La chulería impune de Begoña Gómez al no presentarse ante el juez Peinado es impropia de la mujer del Presidente y un desprecio a la Justicia que, según X, la izquierda aplaude

En un país donde la igualdad ante la ley debería ser un pilar inquebrantable, el caso de Begoña Gómez, esposa del presidente del Gobierno Pedro Sánchez, representa el colmo de la arrogancia elitista.
El pasado sábado 27 de septiembre de 2025, Gómez decidió plantar al juez Juan Carlos Peinado en la citación judicial programada en los juzgados de Plaza de Castilla, Madrid.
En lugar de comparecer personalmente, como exigía la ley para una imputada por presuntos delitos de malversación, envió a su abogado a balbucear excusas.
“Su presencia no es indispensable”, alegó la defensa, como si la Justicia fuera un trámite opcional para los intocables de Moncloa.
Esta maniobra no solo viola el artículo 449 bis de la Ley de Enjuiciamiento Criminal, que obliga a la comparecencia física en casos como este, sino que huele a un desafío descarado al Estado de Derecho.
La chulería de Begoña Gómez no es un desliz aislado; es un patrón de desprecio soberbio hacia las instituciones. Recordemos que en noviembre de 2024, ya intentó esquivar una citación similar para acompañar a Sánchez al G-20 en Brasil, priorizando viajes pagados con dinero público sobre su deber ciudadano.
El juez Peinado, en una respuesta contundente, le advirtió entonces: “Si no acude, ordenaré su detención”.
Y en julio de 2024, tras negarse a declarar, el magistrado reiteró que su ausencia injustificada podía derivar en arresto inmediato.
¿Qué mensaje envía esto?
Que para la consorte del presidente, las normas son para los demás.
Usuarios en X no han tardado en calificar esto de “conducta típica de imputados inocentes… por los cojones”, destacando el cinismo de quien se cree por encima de la ley.
Otro tuitero lo resume con crudeza:
“Ole por el coño de Begoña Gómez de no presentarse ante el Juez Peinado… A esta gentuza hay que pararles los pies”.
Peor aún es el apoyo infumable que esta actitud ha recibido de la izquierda, esa que se erige en guardiana de la moral republicana pero que, ante el escándalo, cierra filas en una hipocresía asfixiante.
Mientras el juez Peinado es tildado de “circo mediático” y “empleado de la derecha” por imputar sin pruebas (según defienden fieles socialistas), el PSOE y sus satélites convierten la desobediencia en virtud.

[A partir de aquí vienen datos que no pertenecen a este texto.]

//! Fixed-timestep driving loop
//!
//! Owns the simulation state exclusively and feeds it fixed deltas through
//! a frame-time accumulator: variable frame times in, a whole number of
//! fixed-size ticks out. Input polling, rendering, and quit handling stay
//! with the caller; per tick it only needs `update` and read access to
//! `state`.

use crate::config::SimConfig;
use crate::consts::MAX_SUBSTEPS;
use crate::sim::{self, SimState, TickInput};

/// Hosts the simulation between frames
#[derive(Debug, Clone)]
pub struct Runner {
    pub state: SimState,
    pub config: SimConfig,
    /// Direction flags for the next ticks; the caller refreshes these from
    /// its input device once per frame.
    pub input: TickInput,
    accumulator: f32,
}

impl Runner {
    pub fn new(config: SimConfig) -> Self {
        Self {
            state: config.initial_state(),
            config,
            input: TickInput::default(),
            accumulator: 0.0,
        }
    }

    /// Run simulation ticks for one rendered frame.
    ///
    /// `frame_dt` is the wall-clock frame time in seconds; it is capped so a
    /// stalled frame cannot queue an unbounded amount of catch-up work.
    /// Returns the number of ticks executed.
    pub fn update(&mut self, frame_dt: f32) -> u32 {
        let frame_dt = frame_dt.min(0.1);
        self.accumulator += frame_dt;

        let dt = self.config.fixed_dt;
        let mut substeps = 0;
        while self.accumulator >= dt && substeps < MAX_SUBSTEPS {
            sim::tick(&mut self.state, &self.config.physics, &self.input, dt);
            self.accumulator -= dt;
            substeps += 1;
        }
        substeps
    }

    /// Reset to the configured initial state
    pub fn restart(&mut self) {
        self.state = self.config.initial_state();
        self.input = TickInput::default();
        self.accumulator = 0.0;
    }
}

#[cfg(test)]
mod tests {
    use super::*;

    #[test]
    fn test_one_frame_one_tick() {
        let config = SimConfig::default();
        let mut runner = Runner::new(config);

        assert_eq!(runner.update(config.fixed_dt), 1);
        assert_eq!(runner.state.time_ticks, 1);
    }

    #[test]
    fn test_short_frames_accumulate() {
        let config = SimConfig::default();
        let mut runner = Runner::new(config);

        // Half a timestep: no tick yet, carried into the next frame
        assert_eq!(runner.update(config.fixed_dt * 0.5), 0);
        assert_eq!(runner.update(config.fixed_dt * 0.5), 1);
    }

    #[test]
    fn test_stalled_frame_caps_substeps() {
        let config = SimConfig::default();
        let mut runner = Runner::new(config);

        // A 10 s stall is capped to 0.1 s of catch-up, then the substep
        // limit applies
        let ticks = runner.update(10.0);
        assert!(ticks <= MAX_SUBSTEPS);
    }

    #[test]
    fn test_restart_restores_initial_state() {
        let config = SimConfig::default();
        let mut runner = Runner::new(config);
        runner.input.right = true;

        for _ in 0..120 {
            runner.update(config.fixed_dt);
        }
        assert_ne!(runner.state, config.initial_state());

        runner.restart();
        assert_eq!(runner.state, config.initial_state());
        assert_eq!(runner.input, TickInput::default());
    }

    #[test]
    fn test_two_runners_replay_identically() {
        let config = SimConfig::default();
        let mut a = Runner::new(config);
        let mut b = Runner::new(config);
        a.input.autopilot = true;
        b.input.autopilot = true;

        for _ in 0..600 {
            a.update(config.fixed_dt);
            b.update(config.fixed_dt);
        }

        assert_eq!(a.state.pole_angle.to_bits(), b.state.pole_angle.to_bits());
        assert_eq!(a.state.cart_x.to_bits(), b.state.cart_x.to_bits());
    }
}
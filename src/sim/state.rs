//! Simulation state and physical constants
//!
//! All state that must be snapshotted for rendering/replay lives here.

use serde::{Deserialize, Serialize};

use crate::consts::*;

/// Immutable physical constants for a run
///
/// Values are in "game units" (meters-ish), not exact SI. Defaults reproduce
/// the original tuning; override through [`crate::SimConfig`].
#[derive(Debug, Clone, Copy, PartialEq, Serialize, Deserialize)]
pub struct PhysicsParams {
    /// Gravitational acceleration
    pub gravity: f32,
    /// Pendulum length from pivot to tip
    pub pole_length: f32,
    /// Fraction of angular velocity removed each step
    pub angular_damping: f32,
    /// Force magnitude applied per held direction input
    pub cart_accel: f32,
    /// Fraction of cart velocity retained each step
    pub cart_damping: f32,
    /// Hard clamp on cart position (left limit)
    pub cart_min_x: f32,
    /// Hard clamp on cart position (right limit)
    pub cart_max_x: f32,
}

impl Default for PhysicsParams {
    fn default() -> Self {
        Self {
            gravity: GRAVITY,
            pole_length: POLE_LENGTH,
            angular_damping: ANGULAR_DAMPING,
            cart_accel: CART_ACCEL,
            cart_damping: CART_DAMPING,
            cart_min_x: -CART_BOUND,
            cart_max_x: CART_BOUND,
        }
    }
}

/// Complete simulation state (deterministic, serializable)
///
/// Exclusively owned by the driving loop; mutated only by [`super::tick`].
#[derive(Debug, Clone, Copy, PartialEq, Serialize, Deserialize)]
pub struct SimState {
    /// Horizontal cart position, meters from track center
    pub cart_x: f32,
    /// Horizontal cart velocity
    pub cart_vel: f32,
    /// Pole angle from vertical upright (radians, 0 = balanced).
    /// Unbounded: accumulates over time, never normalized.
    pub pole_angle: f32,
    /// Rate of change of `pole_angle`
    pub pole_angular_vel: f32,
    /// Simulation tick counter
    pub time_ticks: u64,
}

impl SimState {
    /// Create a state at rest with the given initial pole lean
    pub fn new(initial_pole_angle: f32) -> Self {
        Self {
            cart_x: 0.0,
            cart_vel: 0.0,
            pole_angle: initial_pole_angle,
            pole_angular_vel: 0.0,
            time_ticks: 0,
        }
    }

    /// State balanced exactly upright at rest (unstable equilibrium)
    pub fn upright() -> Self {
        Self::new(0.0)
    }
}

impl Default for SimState {
    fn default() -> Self {
        Self::new(INITIAL_POLE_ANGLE)
    }
}
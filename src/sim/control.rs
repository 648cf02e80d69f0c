//! Input commands and control-to-force mapping
//!
//! Decouples the input device (keyboard, script, balance controller) from the
//! integrator: whatever sets the direction flags, the integrator only ever
//! sees a scalar force.

/// Input commands for a single tick (deterministic)
///
/// Direction flags mirror held arrow keys, sampled once per tick.
#[derive(Debug, Clone, Copy, Default, PartialEq, Eq)]
pub struct TickInput {
    /// Push the cart left
    pub left: bool,
    /// Push the cart right
    pub right: bool,
    /// Autopilot mode - a bang-bang controller balances the pole
    pub autopilot: bool,
}

impl TickInput {
    /// Map held directions to a signed cart force.
    ///
    /// Left wins when both directions are held (left is evaluated first).
    /// Pure and stateless; any force-producing policy can stand in for it.
    pub fn applied_force(&self, cart_accel: f32) -> f32 {
        if self.left {
            -cart_accel
        } else if self.right {
            cart_accel
        } else {
            0.0
        }
    }
}
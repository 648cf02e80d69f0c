//! Deterministic simulation module
//!
//! All physics lives here. This module must be pure and deterministic:
//! - Fixed timestep only
//! - State mutated only through [`tick::step`] / [`tick::tick`]
//! - No rendering or platform dependencies

pub mod control;
pub mod state;
pub mod tick;
pub mod view;

pub use control::TickInput;
pub use state::{PhysicsParams, SimState};
pub use tick::{step, tick};
pub use view::{cart_pivot, pole_tip, tip_screen_position};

“Begoña Gómez no debe presentarse el lunes. A ver si tiene pelotas Peinado de ordenar la detención”, tuiteó un afín al Gobierno, invocando el artículo 449 bis como escudo para justificar la prevaricación.
Figuras como Óscar Puente, ministro de Transportes, han avalado esta interpretación laxa, minimizando la amenaza de detención como un “exceso ayuno de apoyo legal“.
Y en coros feministas y progresistas, el mantra es el mismo: “Lawfare de libro”, “indefensión brutal“, como si Gómez fuera una víctima de un complot machista en vez de una investigada que evade responsabilidades.
Esta solidaridad ciega no solo erosiona la credibilidad de la izquierda (que predica igualdad pero protege a los suyos con uñas y dientes), sino que agrava el daño a la democracia.
En X, la indignación es palpable: “Independientemente de la decisión que tome el Juez Peinado, hoy Begoña Gómez ha desafiado a la Justicia y a la Ley al no acudir a la citación. Estaba OBLIGADA a asistir personalmente”.
Otro usuario lo ve como el preludio de una dictadura: “¿Hablamos ya de Dictadura?”.
La Fiscalía, por su parte, rechazó en octubre de 2024 la querella de Gómez contra Peinado, confirmando que no hay base para victimizarse. Sin embargo, la izquierda persiste en su narrativa victimista, falseando declaraciones de testigos y dilatando procesos para blindar al clan Sánchez.
En resumen, la chulería de Begoña Gómez no es un capricho personal; es el síntoma de un poder en decadencia que se ríe de la Justicia mientras sus corifeos la ensalzan. Si España aspira a ser una democracia madura, este plantón no puede quedar en anécdota.
Exigimos detención inmediata y un escarmiento que recuerde: nadie, ni siquiera la mujer del presidente, está por encima de la ley.
La izquierda, con su apoyo vergonzoso, no solo comulga con esta ruina moral, sino que la perpetúa.
¿Hasta cuándo toleraremos esta farsa?